Psychodiagnostic assessment with refugees
Studies on the Cultural Formulation Interview and Somatization - Thesis Hans Rohlof (2018)
How can we adequately diagnose and effectively treat refugees struggling with severe mental health problems following traumatic events? Psychiatrist Hans Rohlof researched this issue and describes the main findings in his PhD thesis.
Mental health professionals often find it difficult to establish good treatment relationships with patients with refugee backgrounds. As with Dutch traumatised patients, the refugees have experienced hardships and horrors but it is often more difficult to discover quite what kind of help they expect.
This thesis focuses on developing cultural formulation interviews and evaluating the most recent interview. It also describes the challenge of building a good client-professional relationship.
Cultural interview perceived as positive
Use of a cultural interview can positively influence the relationship with a patient, especially a refugee.
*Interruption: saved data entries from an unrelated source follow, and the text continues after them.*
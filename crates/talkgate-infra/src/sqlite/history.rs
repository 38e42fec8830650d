//! SQLite dialogue history repository implementation.

use sqlx::Row;
use uuid::Uuid;

use talkgate_core::repository::history::HistoryRepository;
use talkgate_types::error::RepositoryError;
use talkgate_types::history::{MessageRole, Turn};

use super::pool::DatabasePool;
use super::{format_datetime, parse_datetime, query_err};

/// SQLite-backed implementation of `HistoryRepository`.
#[derive(Clone)]
pub struct SqliteHistoryRepository {
    pool: DatabasePool,
}

impl SqliteHistoryRepository {
    pub fn new(pool: DatabasePool) -> Self {
        Self { pool }
    }
}

struct TurnRow {
    id: String,
    session_id: String,
    user_id: i64,
    role: String,
    text: String,
    created_at: String,
}

impl TurnRow {
    fn from_row(row: &sqlx::sqlite::SqliteRow) -> Result<Self, sqlx::Error> {
        Ok(Self {
            id: row.try_get("id")?,
            session_id: row.try_get("session_id")?,
            user_id: row.try_get("user_id")?,
            role: row.try_get("role")?,
            text: row.try_get("text")?,
            created_at: row.try_get("created_at")?,
        })
    }

    fn into_turn(self) -> Result<Turn, RepositoryError> {
        let id = Uuid::parse_str(&self.id)
            .map_err(|e| RepositoryError::Decode(format!("invalid turn id: {e}")))?;
        let session_id = Uuid::parse_str(&self.session_id)
            .map_err(|e| RepositoryError::Decode(format!("invalid session id: {e}")))?;
        let role: MessageRole = self.role.parse().map_err(RepositoryError::Decode)?;

        Ok(Turn {
            id,
            session_id,
            user_id: self.user_id,
            role,
            text: self.text,
            created_at: parse_datetime(&self.created_at)?,
        })
    }
}

fn decode(row: &sqlx::sqlite::SqliteRow) -> Result<Turn, RepositoryError> {
    TurnRow::from_row(row)
        .map_err(|e| RepositoryError::Decode(e.to_string()))?
        .into_turn()
}

impl HistoryRepository for SqliteHistoryRepository {
    async fn append(&self, turn: &Turn) -> Result<(), RepositoryError> {
        sqlx::query(
            r#"INSERT INTO dialogues (id, session_id, user_id, role, text, created_at)
               VALUES (?, ?, ?, ?, ?, ?)"#,
        )
        .bind(turn.id.to_string())
        .bind(turn.session_id.to_string())
        .bind(turn.user_id)
        .bind(turn.role.to_string())
        .bind(&turn.text)
        .bind(format_datetime(&turn.created_at))
        .execute(&self.pool.writer)
        .await
        .map_err(query_err)?;

        Ok(())
    }

    async fn list_for_user(
        &self,
        user_id: i64,
        limit: Option<i64>,
    ) -> Result<Vec<Turn>, RepositoryError> {
        // With a limit, keep the newest `limit` turns but return them oldest first.
        let rows = sqlx::query(
            r#"SELECT * FROM (
                   SELECT * FROM dialogues
                   WHERE user_id = ?
                   ORDER BY created_at DESC, id DESC
                   LIMIT ?
               )
               ORDER BY created_at ASC, id ASC"#,
        )
        .bind(user_id)
        .bind(limit.unwrap_or(-1))
        .fetch_all(&self.pool.reader)
        .await
        .map_err(query_err)?;

        rows.iter().map(decode).collect()
    }

    async fn list_for_session(&self, session_id: &Uuid) -> Result<Vec<Turn>, RepositoryError> {
        let rows = sqlx::query(
            "SELECT * FROM dialogues WHERE session_id = ? ORDER BY created_at ASC, id ASC",
        )
        .bind(session_id.to_string())
        .fetch_all(&self.pool.reader)
        .await
        .map_err(query_err)?;

        rows.iter().map(decode).collect()
    }
}

#[cfg(test)]
mod tests {
    use super::*;
    use crate::sqlite::session::SqliteSessionRepository;
    use crate::sqlite::test_support::test_pool;
    use chrono::Utc;
    use talkgate_core::repository::session::SessionRepository;
    use talkgate_types::session::Session;

    async fn open_session(pool: &DatabasePool, user_id: i64) -> Session {
        let sessions = SqliteSessionRepository::new(pool.clone());
        let (session, _) = sessions
            .create_if_none_open(&Session::open(user_id, Utc::now()))
            .await
            .unwrap();
        session
    }

    #[tokio::test]
    async fn test_append_and_list_in_order() {
        let pool = test_pool().await;
        let repo = SqliteHistoryRepository::new(pool.clone());
        let session = open_session(&pool, 1).await;

        repo.append(&Turn::topic_marker(session.id, 1, "prompt_1"))
            .await
            .unwrap();
        repo.append(&Turn::new(session.id, 1, MessageRole::System, "Be kind."))
            .await
            .unwrap();
        repo.append(&Turn::new(session.id, 1, MessageRole::User, "hi"))
            .await
            .unwrap();
        repo.append(&Turn::new(session.id, 1, MessageRole::Assistant, "hello"))
            .await
            .unwrap();

        let turns = repo.list_for_session(&session.id).await.unwrap();
        let texts: Vec<&str> = turns.iter().map(|t| t.text.as_str()).collect();
        assert_eq!(texts, ["#topic:prompt_1", "Be kind.", "hi", "hello"]);
        assert!(turns[0].is_topic_marker());
        assert_eq!(turns[3].role, MessageRole::Assistant);
    }

    #[tokio::test]
    async fn test_list_for_user_spans_sessions_and_limits_to_newest() {
        let pool = test_pool().await;
        let repo = SqliteHistoryRepository::new(pool.clone());
        let sessions = SqliteSessionRepository::new(pool.clone());

        let first = open_session(&pool, 7).await;
        repo.append(&Turn::new(first.id, 7, MessageRole::User, "one"))
            .await
            .unwrap();
        sessions.mark_closed(&first.id, Utc::now()).await.unwrap();

        let second = open_session(&pool, 7).await;
        repo.append(&Turn::new(second.id, 7, MessageRole::User, "two"))
            .await
            .unwrap();
        repo.append(&Turn::new(second.id, 7, MessageRole::Assistant, "three"))
            .await
            .unwrap();

        let all = repo.list_for_user(7, None).await.unwrap();
        let texts: Vec<&str> = all.iter().map(|t| t.text.as_str()).collect();
        assert_eq!(texts, ["one", "two", "three"]);

        let newest = repo.list_for_user(7, Some(2)).await.unwrap();
        let texts: Vec<&str> = newest.iter().map(|t| t.text.as_str()).collect();
        assert_eq!(texts, ["two", "three"]);

        assert!(repo.list_for_user(8, None).await.unwrap().is_empty());
    }

    #[tokio::test]
    async fn test_append_requires_existing_session() {
        let repo = SqliteHistoryRepository::new(test_pool().await);
        let orphan = Turn::new(Uuid::now_v7(), 1, MessageRole::User, "lost");
        assert!(matches!(
            repo.append(&orphan).await,
            Err(RepositoryError::Query(_))
        ));
    }
}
As the interview is perceived as positive, in terms of its feasibility, practicability, and clinical usefulness, it will also improve the diagnostic assessment. This in turn will positively affect the treatment outcome, although there is no specific evidence of such yet.
Unexplained somatic symptoms
Recognising somatization is also essential for an effective treatment relationship. When patients present psychological problems in the form of physical symptoms, this is called somatization. As a practitioner, denying the possibility of a physical cause for pain or other somatic symptoms is counterproductive. In addition to psychiatric treatment and psychotherapy, the use of more somatically-oriented treatment modules may be an option. Such as psychomotor therapy and physiotherapy, for example.